• Stored data
*** Block opens ***
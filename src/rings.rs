use std::collections::VecDeque;

use petgraph::algo::connected_components;
use petgraph::graph::NodeIndex;

use crate::mol::Mol;

/// Smallest set of smallest rings, computed once per molecule for
/// aromaticity perception.
///
/// Candidate cycles come from Horton's construction (shortest paths from
/// every vertex to both endpoints of every edge); an independent subset is
/// then selected by Gaussian elimination over the GF(2) edge space until the
/// cyclomatic count is reached.
#[derive(Debug, Clone)]
pub struct RingInfo {
    rings: Vec<Vec<NodeIndex>>,
}

impl RingInfo {
    pub fn sssr(mol: &Mol) -> Self {
        let num_expected = Self::expected_ring_count(mol);
        if num_expected == 0 {
            return Self { rings: vec![] };
        }

        let num_edges = mol.bond_count();
        let candidates = horton_candidates(mol);
        let rings = select_independent_rings(&candidates, num_expected, num_edges, mol);

        Self { rings }
    }

    pub fn num_rings(&self) -> usize {
        self.rings.len()
    }

    pub fn rings(&self) -> &[Vec<NodeIndex>] {
        &self.rings
    }

    pub fn is_ring_atom(&self, atom: NodeIndex) -> bool {
        self.rings.iter().any(|ring| ring.contains(&atom))
    }

    pub fn expected_ring_count(mol: &Mol) -> usize {
        let v = mol.atom_count();
        let e = mol.bond_count();
        let c = connected_components(mol.graph());
        (e + c).saturating_sub(v)
    }
}

fn horton_candidates(mol: &Mol) -> Vec<Vec<NodeIndex>> {
    let n = mol.atom_count();
    let dist = all_pairs_bfs(mol, n);
    let pred = all_pairs_predecessors(mol, n, &dist);

    let mut candidates: Vec<Vec<NodeIndex>> = Vec::new();

    for edge in mol.bonds() {
        let (u, v) = match mol.bond_endpoints(edge) {
            Some(pair) => pair,
            None => continue,
        };
        for w_idx in 0..n {
            let w = NodeIndex::new(w_idx);
            let du = dist[w.index()][u.index()];
            let dv = dist[w.index()][v.index()];
            if du == u32::MAX || dv == u32::MAX {
                continue;
            }
            let ring_size = du as usize + dv as usize + 1;
            if ring_size < 3 {
                continue;
            }
            let path_u = reconstruct_path(&pred, w, u);
            let path_v = reconstruct_path(&pred, w, v);
            if paths_share_internal_node(&path_u, &path_v) {
                continue;
            }
            let mut ring = path_u;
            for &node in path_v[1..].iter().rev() {
                ring.push(node);
            }
            candidates.push(ring);
        }
    }

    candidates.sort_by(|a, b| a.len().cmp(&b.len()).then_with(|| a.cmp(b)));
    candidates.dedup();
    candidates
}

fn all_pairs_bfs(mol: &Mol, n: usize) -> Vec<Vec<u32>> {
    let mut dist = vec![vec![u32::MAX; n]; n];
    for (src_idx, row) in dist.iter_mut().enumerate() {
        let src = NodeIndex::new(src_idx);
        row[src_idx] = 0;
        let mut queue = VecDeque::new();
        queue.push_back(src);
        while let Some(cur) = queue.pop_front() {
            let d = row[cur.index()];
            for nb in mol.neighbors(cur) {
                if row[nb.index()] == u32::MAX {
                    row[nb.index()] = d + 1;
                    queue.push_back(nb);
                }
            }
        }
    }
    dist
}

fn all_pairs_predecessors(
    mol: &Mol,
    n: usize,
    dist: &[Vec<u32>],
) -> Vec<Vec<Option<NodeIndex>>> {
    let mut pred = vec![vec![None; n]; n];
    for src_idx in 0..n {
        let src = NodeIndex::new(src_idx);
        let mut queue = VecDeque::new();
        queue.push_back(src);
        let mut visited = vec![false; n];
        visited[src_idx] = true;
        while let Some(cur) = queue.pop_front() {
            for nb in mol.neighbors(cur) {
                if !visited[nb.index()]
                    && dist[src_idx][nb.index()] == dist[src_idx][cur.index()] + 1
                {
                    visited[nb.index()] = true;
                    pred[src_idx][nb.index()] = Some(cur);
                    queue.push_back(nb);
                }
            }
        }
    }
    pred
}

fn reconstruct_path(
    pred: &[Vec<Option<NodeIndex>>],
    src: NodeIndex,
    dst: NodeIndex,
) -> Vec<NodeIndex> {
    let mut path = vec![dst];
    let mut cur = dst;
    while cur != src {
        match pred[src.index()][cur.index()] {
            Some(p) => {
                path.push(p);
                cur = p;
            }
            None => return vec![],
        }
    }
    path.reverse();
    path
}

fn paths_share_internal_node(path_u: &[NodeIndex], path_v: &[NodeIndex]) -> bool {
    if path_u.len() < 2 || path_v.len() < 2 {
        return false;
    }
    let internal_u = &path_u[1..];
    let internal_v = &path_v[1..];
    for node in internal_u {
        if internal_v.contains(node) {
            return true;
        }
    }
    false
}

fn ring_to_edge_bitvector(ring: &[NodeIndex], num_edges: usize, mol: &Mol) -> Vec<u64> {
    let num_words = num_edges.div_ceil(64);
    let mut bv = vec![0u64; num_words];
    let len = ring.len();
    for i in 0..len {
        let a = ring[i];
        let b = ring[(i + 1) % len];
        if let Some(edge) = mol.bond_between(a, b) {
            let idx = edge.index();
            bv[idx / 64] |= 1u64 << (idx % 64);
        }
    }
    bv
}

fn select_independent_rings(
    candidates: &[Vec<NodeIndex>],
    num_needed: usize,
    num_edges: usize,
    mol: &Mol,
) -> Vec<Vec<NodeIndex>> {
    let mut result = Vec::with_capacity(num_needed);
    let mut basis: Vec<Vec<u64>> = Vec::with_capacity(num_needed);

    for ring in candidates {
        if result.len() >= num_needed {
            break;
        }
        let bv = ring_to_edge_bitvector(ring, num_edges, mol);
        if bv.iter().all(|&w| w == 0) {
            continue;
        }
        if try_add_to_basis(&mut basis, bv) {
            result.push(normalize_ring(ring));
        }
    }

    result.sort_by(|a, b| a.len().cmp(&b.len()).then_with(|| a.cmp(b)));
    result
}

fn try_add_to_basis(basis: &mut Vec<Vec<u64>>, candidate: Vec<u64>) -> bool {
    let mut v = candidate;
    for row in basis.iter() {
        let pivot = leading_bit(row);
        if let Some(p) = pivot {
            if v[p / 64] & (1u64 << (p % 64)) != 0 {
                xor_into(&mut v, row);
            }
        }
    }
    if v.iter().all(|&w| w == 0) {
        return false;
    }
    basis.push(v);
    true
}

fn leading_bit(bv: &[u64]) -> Option<usize> {
    for (i, &word) in bv.iter().enumerate() {
        if word != 0 {
            return Some(i * 64 + word.trailing_zeros() as usize);
        }
    }
    None
}

fn xor_into(a: &mut [u64], b: &[u64]) {
    for (aw, bw) in a.iter_mut().zip(b.iter()) {
        *aw ^= *bw;
    }
}

fn normalize_ring(ring: &[NodeIndex]) -> Vec<NodeIndex> {
    if ring.is_empty() {
        return vec![];
    }
    let min_pos = ring
        .iter()
        .enumerate()
        .min_by_key(|&(_, idx)| idx)
        .map(|(i, _)| i)
        .unwrap_or(0);

    let len = ring.len();
    let mut normalized = Vec::with_capacity(len);
    for i in 0..len {
        normalized.push(ring[(min_pos + i) % len]);
    }

    if len > 2 && normalized[1] > normalized[len - 1] {
        normalized[1..].reverse();
    }

    normalized
}

#[cfg(test)]
mod tests {
    use super::*;
    use crate::smiles::from_smiles;

    #[test]
    fn cyclohexane() {
        let mol = from_smiles("C1CCCCC1").unwrap();
        let ri = RingInfo::sssr(&mol);
        assert_eq!(ri.num_rings(), 1);
        assert_eq!(ri.rings()[0].len(), 6);
    }

    #[test]
    fn cyclopropane() {
        let mol = from_smiles("C1CC1").unwrap();
        let ri = RingInfo::sssr(&mol);
        assert_eq!(ri.num_rings(), 1);
        assert_eq!(ri.rings()[0].len(), 3);
    }

    #[test]
    fn benzene() {
        let mol = from_smiles("c1ccccc1").unwrap();
        let ri = RingInfo::sssr(&mol);
        assert_eq!(ri.num_rings(), 1);
        assert_eq!(ri.rings()[0].len(), 6);
    }

    #[test]
    fn acyclic() {
        let mol = from_smiles("CCCC").unwrap();
        let ri = RingInfo::sssr(&mol);
        assert_eq!(ri.num_rings(), 0);
        assert!(!ri.is_ring_atom(NodeIndex::new(0)));
    }

    #[test]
    fn naphthalene() {
        let mol = from_smiles("c1ccc2ccccc2c1").unwrap();
        let ri = RingInfo::sssr(&mol);
        assert_eq!(ri.num_rings(), 2);
        for ring in ri.rings() {
            assert_eq!(ring.len(), 6);
        }
    }

    #[test]
    fn anthracene() {
        let mol = from_smiles("c1ccc2cc3ccccc3cc2c1").unwrap();
        let ri = RingInfo::sssr(&mol);
        assert_eq!(ri.num_rings(), 3);
    }

    #[test]
    fn spiro_nonane() {
        let mol = from_smiles("C1CCC2(CC1)CCC2").unwrap();
        let ri = RingInfo::sssr(&mol);
        assert_eq!(ri.num_rings(), 2);
    }

    #[test]
    fn disconnected_rings() {
        let mol = from_smiles("C1CC1.C1CCC1").unwrap();
        let ri = RingInfo::sssr(&mol);
        assert_eq!(ri.num_rings(), 2);
    }
}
*** Block closes ***
• PROBLEM TO WORK ON
Using the entries above, give back exactly the line containing "self.rings.iter().any(|ring| ring.contains(&atom))", the line containing "if ring_size <", and every line between them, and nothing else.

• TASK RESPONSE
        self.rings.iter().any(|ring| ring.contains(&atom))
    }

    pub fn expected_ring_count(mol: &Mol) -> usize {
        let v = mol.atom_count();
        let e = mol.bond_count();
        let c = connected_components(mol.graph());
        (e + c).saturating_sub(v)
    }
}

fn horton_candidates(mol: &Mol) -> Vec<Vec<NodeIndex>> {
    let n = mol.atom_count();
    let dist = all_pairs_bfs(mol, n);
    let pred = all_pairs_predecessors(mol, n, &dist);

    let mut candidates: Vec<Vec<NodeIndex>> = Vec::new();

    for edge in mol.bonds() {
        let (u, v) = match mol.bond_endpoints(edge) {
            Some(pair) => pair,
            None => continue,
        };
        for w_idx in 0..n {
            let w = NodeIndex::new(w_idx);
            let du = dist[w.index()][u.index()];
            let dv = dist[w.index()][v.index()];
            if du == u32::MAX || dv == u32::MAX {
                continue;
            }
            let ring_size = du as usize + dv as usize + 1;
            if ring_size < 3 {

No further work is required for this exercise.